=== Section Start ===
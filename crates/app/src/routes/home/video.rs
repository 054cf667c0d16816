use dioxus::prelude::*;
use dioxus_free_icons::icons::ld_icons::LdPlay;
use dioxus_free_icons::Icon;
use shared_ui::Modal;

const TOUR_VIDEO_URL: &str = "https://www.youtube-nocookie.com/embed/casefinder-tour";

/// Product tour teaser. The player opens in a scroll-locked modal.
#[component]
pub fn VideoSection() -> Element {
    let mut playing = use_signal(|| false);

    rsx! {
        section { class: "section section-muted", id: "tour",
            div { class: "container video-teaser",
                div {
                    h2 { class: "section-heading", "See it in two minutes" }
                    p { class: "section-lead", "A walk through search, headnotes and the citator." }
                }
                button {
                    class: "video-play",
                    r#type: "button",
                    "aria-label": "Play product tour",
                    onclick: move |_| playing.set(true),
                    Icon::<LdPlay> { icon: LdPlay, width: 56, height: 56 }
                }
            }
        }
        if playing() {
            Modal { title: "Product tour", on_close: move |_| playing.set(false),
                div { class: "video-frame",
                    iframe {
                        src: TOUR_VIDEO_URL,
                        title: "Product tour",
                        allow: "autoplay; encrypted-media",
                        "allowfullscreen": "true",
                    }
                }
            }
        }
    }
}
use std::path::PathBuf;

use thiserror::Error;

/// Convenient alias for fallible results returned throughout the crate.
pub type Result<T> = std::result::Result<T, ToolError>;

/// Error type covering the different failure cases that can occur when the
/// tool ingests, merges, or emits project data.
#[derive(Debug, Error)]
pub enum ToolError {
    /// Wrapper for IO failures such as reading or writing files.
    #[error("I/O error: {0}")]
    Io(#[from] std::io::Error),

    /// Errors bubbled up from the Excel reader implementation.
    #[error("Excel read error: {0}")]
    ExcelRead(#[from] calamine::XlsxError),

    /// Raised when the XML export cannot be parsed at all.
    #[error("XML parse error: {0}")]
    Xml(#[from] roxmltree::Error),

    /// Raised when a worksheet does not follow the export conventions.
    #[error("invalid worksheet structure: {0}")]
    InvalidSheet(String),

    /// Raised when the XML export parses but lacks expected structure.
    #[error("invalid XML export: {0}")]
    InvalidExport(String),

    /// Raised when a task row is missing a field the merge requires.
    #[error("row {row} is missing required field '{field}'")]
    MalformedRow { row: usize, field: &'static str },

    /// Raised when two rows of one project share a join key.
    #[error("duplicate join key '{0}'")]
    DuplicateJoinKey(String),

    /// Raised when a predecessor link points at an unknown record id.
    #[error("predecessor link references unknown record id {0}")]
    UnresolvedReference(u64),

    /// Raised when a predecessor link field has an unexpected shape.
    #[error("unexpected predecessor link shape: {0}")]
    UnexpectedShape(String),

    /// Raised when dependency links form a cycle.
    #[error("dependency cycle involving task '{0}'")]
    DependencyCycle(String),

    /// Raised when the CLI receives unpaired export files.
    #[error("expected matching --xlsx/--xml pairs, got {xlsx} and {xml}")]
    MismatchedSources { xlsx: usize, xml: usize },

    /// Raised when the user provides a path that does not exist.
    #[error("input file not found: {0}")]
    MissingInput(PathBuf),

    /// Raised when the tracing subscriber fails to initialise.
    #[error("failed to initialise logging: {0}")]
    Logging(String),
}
=== Section End ===
=== Section Start ===
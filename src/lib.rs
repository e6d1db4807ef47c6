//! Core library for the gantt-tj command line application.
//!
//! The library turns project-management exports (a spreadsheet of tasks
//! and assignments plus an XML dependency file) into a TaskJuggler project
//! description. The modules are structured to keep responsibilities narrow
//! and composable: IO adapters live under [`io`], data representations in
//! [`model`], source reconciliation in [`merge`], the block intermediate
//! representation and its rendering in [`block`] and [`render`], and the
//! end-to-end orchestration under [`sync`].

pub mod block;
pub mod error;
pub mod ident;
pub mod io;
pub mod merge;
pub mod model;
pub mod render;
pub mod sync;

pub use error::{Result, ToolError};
=== Section End ===
* [Your goal]
Taking the entries above, write out exactly the lines starting with the line containing "filename crates/app/src/routes/home/video.rs" and going on through the line containing "const TOUR_VIDEO_URL: &str", both included, and nothing else.

* [The answer]
filename crates/app/src/routes/home/video.rs
repository 054cf667c0d16816
use dioxus::prelude::*;
use dioxus_free_icons::icons::ld_icons::LdPlay;
use dioxus_free_icons::Icon;
use shared_ui::Modal;

const TOUR_VIDEO_URL: &str = "https://www.youtube-nocookie.com/embed/casefinder-tour";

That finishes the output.